I was diagnosed with Orthostatic Hypotension when I was 15 years old. I have had over 50 syncopes over the last two years. I am going in on the 22nd of this month to get an EPS study to see if there are any abnormalities with my heart. The other day I had a tilt table test and surely enough I passed out on it. I havn't been able to work or go to college. I can't even leave the house because I have already passed out in the road 3 times. I have a lot of sympathy for anyone who has this condition. I just don't know what to do anymore.
Katy
Years have passed and my daughter, now 20 yrs old, has been diagnosed at UT Southwestern Autonomic Clinic in Dallas with POTS (Postural Orthostatic Tachycardia Syndrome) - Hypovolemic type and autonomic neuropathy. She also has Ehlers Danlos Hypermobility, Mitral Valve Prolapse, and now has a fatty liver and continuous HIGH Bilirubin Blood Work. Her doctor says that is Gilbert Syndrome. So far the only drug that helps is Florinef but she needs monthly IV Saline treatment to be able to keep functioning. She swears that if she could have daily saline IVs that she would be normal. After an IV, she feels like a normal person but it does not last long. She is now having depression and anxiety issues and is being treated with Cymbalta. She is a junior in college and because of an automobile accident days before this semester started which caused a severe concussion and inner ear imbalance, she is fighting to get any credit for this semester. Her professors, even the ones that teach neurology just don't understand when they see her looking healthy at one point of the day, why she has to miss class or a test later in the day. It is so frustrating. She has realized that her disease will not allow her to get to medical school unless she improves dramatically. Because of this she has changed her goal from Pediatric Neurologist to a Physicians' Assistant. She loves medicine but med school is too demanding on a healthy person much less someone with POTS. Wish you all the best.
Forgot to mention, my son also has a heightened sense of smell, and highly flexible joints. Excess cortisol can cause the connective tissue that supports the joints to weaken. However, because my son has the combo of orthostatic hypotension/tachycardia and excessive joint flexibility, he has been clinically diagnosed with "possible" Ehlers-Danlos Hypermobility Type, because these conditions are frequently seen together.

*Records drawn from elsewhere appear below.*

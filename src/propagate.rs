//! Diff and propagate engine
//!
//! One call handles one local `ReportVulnerabilities`: fetch its remote
//! counterpart, compare payloads and overwrite the remote payload when they
//! differ. Propagation is one-directional and never deletes anything.

use kube::ResourceExt;
use tracing::{debug, info};

use crate::config::{MissingRemotePolicy, SyncConfig};
use crate::crd::ReportVulnerabilities;
use crate::remote::RemoteClient;
use crate::Error;

/// What a propagation did to the remote cluster
#[derive(Clone, Copy, Debug, PartialEq, Eq)]
pub enum PropagateOutcome {
    /// Payloads already matched, nothing was written
    Unchanged,
    /// The remote payload was overwritten
    Updated,
    /// The remote object did not exist and was created
    Created,
}

impl PropagateOutcome {
    /// Returns true if the remote cluster was written to
    pub fn wrote(&self) -> bool {
        !matches!(self, Self::Unchanged)
    }
}

/// Payload equality
///
/// Payloads are opaque: two payloads match only when their bytes do. A
/// reformatted or re-encoded document counts as a change and is rewritten.
pub fn payload_matches(local: &str, remote: &str) -> bool {
    local == remote
}

/// Converge the remote counterpart of `local` onto its payload
///
/// A concurrent remote write (409) is retried once against a freshly fetched
/// object; a second conflict fails with [`Error::UpdateConflict`].
pub async fn propagate(
    local: &ReportVulnerabilities,
    remote: &dyn RemoteClient,
    config: &SyncConfig,
) -> Result<PropagateOutcome, Error> {
    let name = local.name_any();
    let namespace = local
        .namespace()
        .ok_or_else(|| Error::validation(format!("resource {name} has no namespace")))?;

    let mut conflicted = false;
    loop {
        let result = match remote.get_tracked(&namespace, &name).await? {
            Some(mut current) => {
                if payload_matches(&local.spec.data, &current.spec.data) {
                    debug!(resource = %name, %namespace, "remote payload up to date");
                    return Ok(PropagateOutcome::Unchanged);
                }
                current.spec.data = local.spec.data.clone();
                remote
                    .replace_tracked(&current)
                    .await
                    .map(|_| PropagateOutcome::Updated)
            }
            None => match config.missing_remote {
                MissingRemotePolicy::Report => {
                    return Err(Error::remote_not_found(&name, &namespace));
                }
                MissingRemotePolicy::Create => remote
                    .create_tracked(
                        &local.remote_copy(&config.sync_label_key, &config.sync_label_value),
                    )
                    .await
                    .map(|_| PropagateOutcome::Created),
            },
        };

        match result {
            Ok(outcome) => {
                info!(resource = %name, %namespace, ?outcome, "propagated to remote cluster");
                return Ok(outcome);
            }
            Err(e) if e.is_conflict() && !conflicted => {
                debug!(resource = %name, %namespace, "remote write conflicted, refetching");
                conflicted = true;
            }
            Err(e) if e.is_conflict() => {
                return Err(Error::update_conflict(&name, &namespace));
            }
            Err(e) => return Err(e),
        }
    }
}

#[cfg(test)]
mod tests {
    use super::*;
    use crate::crd::ReportVulnerabilitiesSpec;
    use crate::remote::MockRemoteClient;
    use kube::core::ErrorResponse;
    use rstest::rstest;
    use std::sync::atomic::{AtomicUsize, Ordering};
    use std::sync::Arc;

    fn report(name: &str, data: &str, resource_version: Option<&str>) -> ReportVulnerabilities {
        let mut r = ReportVulnerabilities::new(
            name,
            ReportVulnerabilitiesSpec {
                data: data.to_string(),
            },
        );
        r.metadata.namespace = Some("scans".to_string());
        r.metadata.resource_version = resource_version.map(str::to_string);
        r
    }

    fn conflict() -> Error {
        Error::Kube(kube::Error::Api(ErrorResponse {
            status: "Failure".to_string(),
            message: "the object has been modified".to_string(),
            reason: "Conflict".to_string(),
            code: 409,
        }))
    }

    #[rstest]
    #[case::identical("v1", "v1", true)]
    #[case::different("old", "v1", false)]
    #[case::reordered_json(r#"{"a":1,"b":[1,2]}"#, r#"{ "b": [1, 2], "a": 1 }"#, false)]
    #[case::json_value_change(r#"{"a":1}"#, r#"{"a":2}"#, false)]
    #[case::big_integers(
        r#"{"id":100000000000000000000001}"#,
        r#"{"id":100000000000000000000000}"#,
        false
    )]
    #[case::duplicate_keys(r#"{"sev":1,"sev":9}"#, r#"{"sev":9}"#, false)]
    #[case::trailing_newline("v1\n", "v1", false)]
    #[case::empty_payloads("", "", true)]
    fn payload_equality(#[case] local: &str, #[case] remote: &str, #[case] equal: bool) {
        assert_eq!(payload_matches(local, remote), equal);
        assert_eq!(payload_matches(remote, local), equal);
    }

    /// Story: the remote copy is stale, so exactly one update carries the
    /// local payload over, preserving the remote resourceVersion.
    #[tokio::test]
    async fn story_stale_remote_is_overwritten() {
        let mut remote = MockRemoteClient::new();
        remote
            .expect_get_tracked()
            .returning(|_, _| Ok(Some(report("r1", "old", Some("7")))));
        remote
            .expect_replace_tracked()
            .times(1)
            .withf(|r| r.spec.data == "v1" && r.metadata.resource_version.as_deref() == Some("7"))
            .returning(|r| Ok(r.clone()));

        let outcome = propagate(&report("r1", "v1", None), &remote, &SyncConfig::default())
            .await
            .unwrap();
        assert_eq!(outcome, PropagateOutcome::Updated);
        assert!(outcome.wrote());
    }

    /// Story: the remote holds a payload that only differs past f64
    /// precision. It is still a different payload and gets overwritten.
    #[tokio::test]
    async fn story_precision_only_difference_is_written() {
        let mut remote = MockRemoteClient::new();
        remote
            .expect_get_tracked()
            .returning(|_, _| Ok(Some(report("r1", r#"{"score":0.3}"#, Some("3")))));
        remote
            .expect_replace_tracked()
            .times(1)
            .withf(|r| r.spec.data == r#"{"score":0.30000000000000001}"#)
            .returning(|r| Ok(r.clone()));

        let local = report("r1", r#"{"score":0.30000000000000001}"#, None);
        let outcome = propagate(&local, &remote, &SyncConfig::default())
            .await
            .unwrap();
        assert_eq!(outcome, PropagateOutcome::Updated);
    }

    /// Story: running again with nothing changed performs zero writes.
    #[tokio::test]
    async fn story_matching_remote_is_left_alone() {
        let mut remote = MockRemoteClient::new();
        remote
            .expect_get_tracked()
            .returning(|_, _| Ok(Some(report("r1", "v1", Some("8")))));
        remote.expect_replace_tracked().never();
        remote.expect_create_tracked().never();

        let outcome = propagate(&report("r1", "v1", None), &remote, &SyncConfig::default())
            .await
            .unwrap();
        assert_eq!(outcome, PropagateOutcome::Unchanged);
    }

    #[tokio::test]
    async fn missing_remote_is_reported_by_default() {
        let mut remote = MockRemoteClient::new();
        remote.expect_get_tracked().returning(|_, _| Ok(None));
        remote.expect_create_tracked().never();

        let err = propagate(&report("r2", "v2", None), &remote, &SyncConfig::default())
            .await
            .unwrap_err();
        assert!(matches!(err, Error::RemoteNotFound { .. }));
        assert!(err.to_string().contains("scans/r2"));
    }

    #[tokio::test]
    async fn missing_remote_is_created_when_configured() {
        let mut remote = MockRemoteClient::new();
        remote.expect_get_tracked().returning(|_, _| Ok(None));
        remote
            .expect_create_tracked()
            .times(1)
            .withf(|r| {
                r.spec.data == "v2"
                    && r.metadata.resource_version.is_none()
                    && r.is_opted_in("clusterSync", "true")
            })
            .returning(|r| Ok(r.clone()));

        let config = SyncConfig {
            missing_remote: MissingRemotePolicy::Create,
            ..Default::default()
        };
        let outcome = propagate(&report("r2", "v2", None), &remote, &config)
            .await
            .unwrap();
        assert_eq!(outcome, PropagateOutcome::Created);
    }

    /// Story: someone else updated the remote object between our read and our
    /// write. We refetch once and win on the second attempt.
    #[tokio::test]
    async fn story_single_conflict_is_retried_after_refetch() {
        let gets = Arc::new(AtomicUsize::new(0));
        let gets_seen = gets.clone();
        let writes = Arc::new(AtomicUsize::new(0));
        let writes_seen = writes.clone();

        let mut remote = MockRemoteClient::new();
        remote.expect_get_tracked().returning(move |_, _| {
            let version = (7 + gets_seen.fetch_add(1, Ordering::SeqCst)).to_string();
            Ok(Some(report("r1", "old", Some(version.as_str()))))
        });
        remote.expect_replace_tracked().returning(move |r| {
            if writes_seen.fetch_add(1, Ordering::SeqCst) == 0 {
                Err(conflict())
            } else {
                assert_eq!(r.metadata.resource_version.as_deref(), Some("8"));
                Ok(r.clone())
            }
        });

        let outcome = propagate(&report("r1", "v1", None), &remote, &SyncConfig::default())
            .await
            .unwrap();
        assert_eq!(outcome, PropagateOutcome::Updated);
        assert_eq!(gets.load(Ordering::SeqCst), 2);
        assert_eq!(writes.load(Ordering::SeqCst), 2);
    }

    #[tokio::test]
    async fn repeated_conflict_gives_up() {
        let mut remote = MockRemoteClient::new();
        remote
            .expect_get_tracked()
            .times(2)
            .returning(|_, _| Ok(Some(report("r1", "old", Some("7")))));
        remote
            .expect_replace_tracked()
            .times(2)
            .returning(|_| Err(conflict()));

        let err = propagate(&report("r1", "v1", None), &remote, &SyncConfig::default())
            .await
            .unwrap_err();
        assert!(matches!(err, Error::UpdateConflict { .. }));
    }

    #[tokio::test]
    async fn conflict_after_refetch_showing_match_is_a_success() {
        let gets = Arc::new(AtomicUsize::new(0));
        let gets_seen = gets.clone();

        let mut remote = MockRemoteClient::new();
        remote.expect_get_tracked().returning(move |_, _| {
            if gets_seen.fetch_add(1, Ordering::SeqCst) == 0 {
                Ok(Some(report("r1", "old", Some("7"))))
            } else {
                Ok(Some(report("r1", "v1", Some("8"))))
            }
        });
        remote
            .expect_replace_tracked()
            .times(1)
            .returning(|_| Err(conflict()));

        let outcome = propagate(&report("r1", "v1", None), &remote, &SyncConfig::default())
            .await
            .unwrap();
        assert_eq!(outcome, PropagateOutcome::Unchanged);
    }

    #[tokio::test]
    async fn remote_read_failures_propagate() {
        let mut remote = MockRemoteClient::new();
        remote.expect_get_tracked().returning(|_, _| {
            Err(Error::timeout(
                "get remote resource",
                std::time::Duration::from_secs(15),
            ))
        });

        let err = propagate(&report("r1", "v1", None), &remote, &SyncConfig::default())
            .await
            .unwrap_err();
        assert!(matches!(err, Error::Timeout { .. }));
    }
}
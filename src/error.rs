//! Error types for the Resonance controller
//!
//! Every failure a reconcile pass can hit is one of these variants. The
//! Connection Reconciler records them into `ClusterSync.status` instead of
//! propagating them, so the only errors that reach the controller runtime are
//! failures to write that status.

use thiserror::Error;

/// Main error type for Resonance operations
#[derive(Debug, Error)]
#[non_exhaustive]
pub enum Error {
    /// Kubernetes API error that has no more specific mapping
    #[error("kubernetes error: {0}")]
    Kube(#[from] kube::Error),

    /// Malformed descriptor or invalid configuration
    #[error("validation error: {0}")]
    Validation(String),

    /// The kubeconfig secret referenced by a ClusterSync does not exist
    #[error("kubeconfig secret {namespace}/{name} not found")]
    SecretNotFound {
        /// Secret name
        name: String,
        /// Secret namespace
        namespace: String,
    },

    /// The secret exists but its credential payload is unusable
    #[error("invalid credentials in secret {namespace}/{name}: {message}")]
    CredentialParse {
        /// Secret name
        name: String,
        /// Secret namespace
        namespace: String,
        /// What was wrong with the payload
        message: String,
    },

    /// The remote cluster API could not be reached
    #[error("cannot connect to remote cluster: {0}")]
    Connect(String),

    /// A call exceeded its deadline
    #[error("{operation} timed out after {timeout_secs}s")]
    Timeout {
        /// Operation that timed out
        operation: String,
        /// Deadline that was exceeded
        timeout_secs: u64,
    },

    /// The call was aborted because the controller is shutting down
    #[error("{0} cancelled")]
    Cancelled(String),

    /// The tracked resource has no counterpart on the remote cluster
    #[error("remote resource {namespace}/{name} not found")]
    RemoteNotFound {
        /// Resource name
        name: String,
        /// Resource namespace
        namespace: String,
    },

    /// A concurrent remote write kept winning after the retry
    #[error("update conflict on remote resource {namespace}/{name}")]
    UpdateConflict {
        /// Resource name
        name: String,
        /// Resource namespace
        namespace: String,
    },
}

impl Error {
    /// Create a validation error with the given message
    pub fn validation(msg: impl Into<String>) -> Self {
        Self::Validation(msg.into())
    }

    /// Create a secret-not-found error
    pub fn secret_not_found(name: impl Into<String>, namespace: impl Into<String>) -> Self {
        Self::SecretNotFound {
            name: name.into(),
            namespace: namespace.into(),
        }
    }

    /// Create a credential parse error for the given secret
    pub fn credential_parse(
        name: impl Into<String>,
        namespace: impl Into<String>,
        msg: impl Into<String>,
    ) -> Self {
        Self::CredentialParse {
            name: name.into(),
            namespace: namespace.into(),
            message: msg.into(),
        }
    }

    /// Create a connect error with the given message
    pub fn connect(msg: impl Into<String>) -> Self {
        Self::Connect(msg.into())
    }

    /// Create a timeout error for an operation
    pub fn timeout(operation: impl Into<String>, timeout: std::time::Duration) -> Self {
        Self::Timeout {
            operation: operation.into(),
            timeout_secs: timeout.as_secs(),
        }
    }

    /// Create a cancellation error for an operation
    pub fn cancelled(operation: impl Into<String>) -> Self {
        Self::Cancelled(operation.into())
    }

    /// Create a remote-not-found error
    pub fn remote_not_found(name: impl Into<String>, namespace: impl Into<String>) -> Self {
        Self::RemoteNotFound {
            name: name.into(),
            namespace: namespace.into(),
        }
    }

    /// Create an update-conflict error
    pub fn update_conflict(name: impl Into<String>, namespace: impl Into<String>) -> Self {
        Self::UpdateConflict {
            name: name.into(),
            namespace: namespace.into(),
        }
    }

    /// Check if this error is retryable
    ///
    /// Everything is retried on the next requeue regardless; this only tells
    /// operators (and logs) whether a retry can succeed without someone fixing
    /// a resource first.
    pub fn is_retryable(&self) -> bool {
        match self {
            Error::Kube(source) => !matches!(
                source,
                kube::Error::Api(ae) if (400..500).contains(&ae.code) && ae.code != 409 && ae.code != 429
            ),
            Error::Validation(_) => false,
            Error::SecretNotFound { .. } => true,
            Error::CredentialParse { .. } => false,
            Error::Connect(_) => true,
            Error::Timeout { .. } => true,
            Error::Cancelled(_) => true,
            Error::RemoteNotFound { .. } => true,
            Error::UpdateConflict { .. } => true,
        }
    }

    /// Returns true if this is a Kubernetes 409
    pub fn is_conflict(&self) -> bool {
        matches!(self, Error::Kube(kube::Error::Api(ae)) if ae.code == 409)
    }
}
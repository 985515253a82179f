//! Custom Resource Definitions for Resonance
//!
//! This module contains all CRD definitions used by the controller.

mod cluster_sync;
mod report;
mod types;

pub use cluster_sync::{ClusterSync, ClusterSyncSpec, ClusterSyncStatus};
pub use report::{ReportVulnerabilities, ReportVulnerabilitiesSpec, ReportVulnerabilitiesStatus};
pub use types::{RemoteConfig, SyncStatus};
//! Retry backoff and exhaustion behavior.

use std::time::Duration;

use taskline::testing::FailingConsumer;
use taskline::{
    AuditStore, Page, RetryContext, ScheduleRequest, ScheduleType, TaskKey, TaskOutcome,
    TriggerStore,
};

use crate::common::{fast_config, rig_with, wait_for_audit_count};

fn tight_retry(max_attempts: u32) -> RetryContext {
    RetryContext::new(
        max_attempts,
        Duration::from_millis(50),
        Duration::from_millis(200),
    )
}

#[tokio::test]
async fn test_exhausted_retries_leave_exactly_max_plus_one_records() {
    let failing = FailingConsumer::always();
    let probe = failing.clone();
    let rig = rig_with(fast_config(), move |registry| {
        registry.register("failing", failing);
    });
    rig.engine.start().await.unwrap();

    rig.dispatcher
        .schedule(
            ScheduleRequest::new(TaskKey::new("g", "doomed"), "failing", ScheduleType::Immediate)
                .with_retry(tight_retry(3)),
        )
        .await
        .unwrap();

    // Initial attempt plus three retries.
    wait_for_audit_count(&rig.audit, 4, Duration::from_secs(5)).await;

    // Give the engine room to misbehave, then confirm nothing else fired.
    tokio::time::sleep(Duration::from_millis(400)).await;
    rig.engine.stop(false).await.unwrap();

    assert_eq!(rig.audit.count().await.unwrap(), 4);
    assert_eq!(probe.attempts(), 4);
    assert_eq!(rig.store.count().await.unwrap(), 0);

    let records = rig.audit.find_all(Page::default()).await.unwrap();
    assert!(records.iter().all(|r| r.outcome == TaskOutcome::Error));
}

#[tokio::test]
async fn test_retry_recovers_after_transient_failure() {
    let flaky = FailingConsumer::new(1);
    let rig = rig_with(fast_config(), move |registry| {
        registry.register("flaky", flaky);
    });
    rig.engine.start().await.unwrap();

    rig.dispatcher
        .schedule(
            ScheduleRequest::new(TaskKey::new("g", "flaky"), "flaky", ScheduleType::Immediate)
                .with_retry(tight_retry(3)),
        )
        .await
        .unwrap();

    wait_for_audit_count(&rig.audit, 2, Duration::from_secs(5)).await;
    rig.engine.stop(false).await.unwrap();

    // Newest first: the recovery success, then the initial failure.
    let records = rig.audit.find_all(Page::default()).await.unwrap();
    assert_eq!(records.len(), 2);
    assert_eq!(records[0].outcome, TaskOutcome::Success);
    assert_eq!(records[0].log.as_deref(), Some("recovered"));
    assert_eq!(records[1].outcome, TaskOutcome::Error);

    // One-shot task is consumed after its successful attempt.
    assert_eq!(rig.store.count().await.unwrap(), 0);
}

#[tokio::test]
async fn test_failed_recurring_task_stays_on_cadence() {
    let failing = FailingConsumer::always();
    let rig = rig_with(fast_config(), move |registry| {
        registry.register("failing", failing);
    });
    rig.engine.start().await.unwrap();

    // A huge backoff base would push the next fire far out if retries
    // rescheduled recurring tasks; the cadence must win instead.
    rig.dispatcher
        .schedule(
            ScheduleRequest::new(
                TaskKey::new("g", "cron_fail"),
                "failing",
                ScheduleType::interval(0, 0, 0, 1).unwrap(),
            )
            .with_retry(RetryContext::new(
                3,
                Duration::from_secs(60),
                Duration::from_secs(600),
            )),
        )
        .await
        .unwrap();

    wait_for_audit_count(&rig.audit, 2, Duration::from_secs(4)).await;
    rig.engine.stop(false).await.unwrap();

    let records = rig.audit.find_all(Page::default()).await.unwrap();
    assert!(records.iter().all(|r| r.outcome == TaskOutcome::Error));

    // Still bound, still on its schedule.
    let snapshot = rig
        .dispatcher
        .get(&TaskKey::new("g", "cron_fail"))
        .await
        .unwrap();
    assert!(snapshot.recurring);
    assert_eq!(snapshot.attempt, 0);
}

#[tokio::test]
async fn test_no_retry_context_fails_once() {
    let failing = FailingConsumer::always();
    let probe = failing.clone();
    let rig = rig_with(fast_config(), move |registry| {
        registry.register("failing", failing);
    });
    rig.engine.start().await.unwrap();

    rig.dispatcher
        .schedule(
            ScheduleRequest::new(TaskKey::new("g", "once"), "failing", ScheduleType::Immediate)
                .with_retry(RetryContext::none()),
        )
        .await
        .unwrap();

    wait_for_audit_count(&rig.audit, 1, Duration::from_secs(3)).await;
    tokio::time::sleep(Duration::from_millis(300)).await;
    rig.engine.stop(false).await.unwrap();

    assert_eq!(probe.attempts(), 1);
    assert_eq!(rig.audit.count().await.unwrap(), 1);
    assert_eq!(rig.store.count().await.unwrap(), 0);
}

He has also developed other symptoms that can come with Ehlers, such as swallowing difficulty (dysphagia), digestive problems, anxiety, sleep cycle disruption and extreme nearsightedness. In Ehlers, the orthostatic problems are thought to be from overdilating blood vessels, due to the connective tissue abnormality and it's effect on the smooth muscle lining in the veins.
My son has had severe orthostatic hypotension for three years. He had an MRI four years ago, which found a pituitary mass, thought to be a macroadenoma. He had surgery to remove the tumor/cyst two years ago, but developed the severe chronic hypotension nine months before the surgery, and the operation did not improve this condition ( the pituitary damage was already done).
The tumor turned out to be a craniopharyngioma, technically, a central nervous system cyst, growing under the hypothalamus, and over the pituitary. It was squashing his pituitary gland, causing hormone deficiencies.
All of his symptoms; light sensitivity, eye pain, headaches, severe nausea, appetite loss, cold intolerance, abdominal pain and constipation - are either gone or nearly gone, but the severe OH continues, in spite of treatment. We haven't found anything yet that works for him.
If your daughter's pituitary is enlarged, with vision loss, nausea, headaches, etc. it's definitely pituitary related. It might be pituitary inflammation - lymphocytic hypophysitis, or pituitary hyperplasia from hypothyroidism.
Although some enlargement of the pituitary during the teen years (and pregnancy too) is normal, if it's causing multiple debilitating health problems, that isn't normal.
I hope your daughter is getting careful follow-up on the pituitary and other endocrine hormone management. Has a neurosurgeon looked at her MRI's? Sometimes a surgeon finds things missed by radiologists and other less knowledgeable doctors, even when surgery isn't needed.
I wish the best for your daughter.
I have a 12 1/2 yr old daughter thats has had nonstop headaches for about 3 weeks now nothings works. Have had all kinds of test that come back negative. She is tired, and hungry all the time. She can't stay a whole day in school because of the headaches. The pain is always on the right side of her head . Ct scan came back normal. blood work normal. Any meds the dr. have given don't work to stop headaches
I really want to know if other teenage girls who have the symptoms that our daughters have with a POTS diagnosis have an enlarged pituitary gland.
My daughter's is very large and globular and I suspect has something to do with the POTS. It is normal to have a larger pituitary as a teen and then should get smaller once in their 20's. I think that the fact that the enlarged pituitary is right next to the hypothalamus (the hypothalamus affects the autonomic system) may explain why some teens improve in their 20's due to the pituitary going back down to size. This is my personal hopeful theory.
Any chance that you have the MRI cd for your daughter. Is her pituitary larger than average? Note: Medhelp blanks out email addresses so I do not have your email address.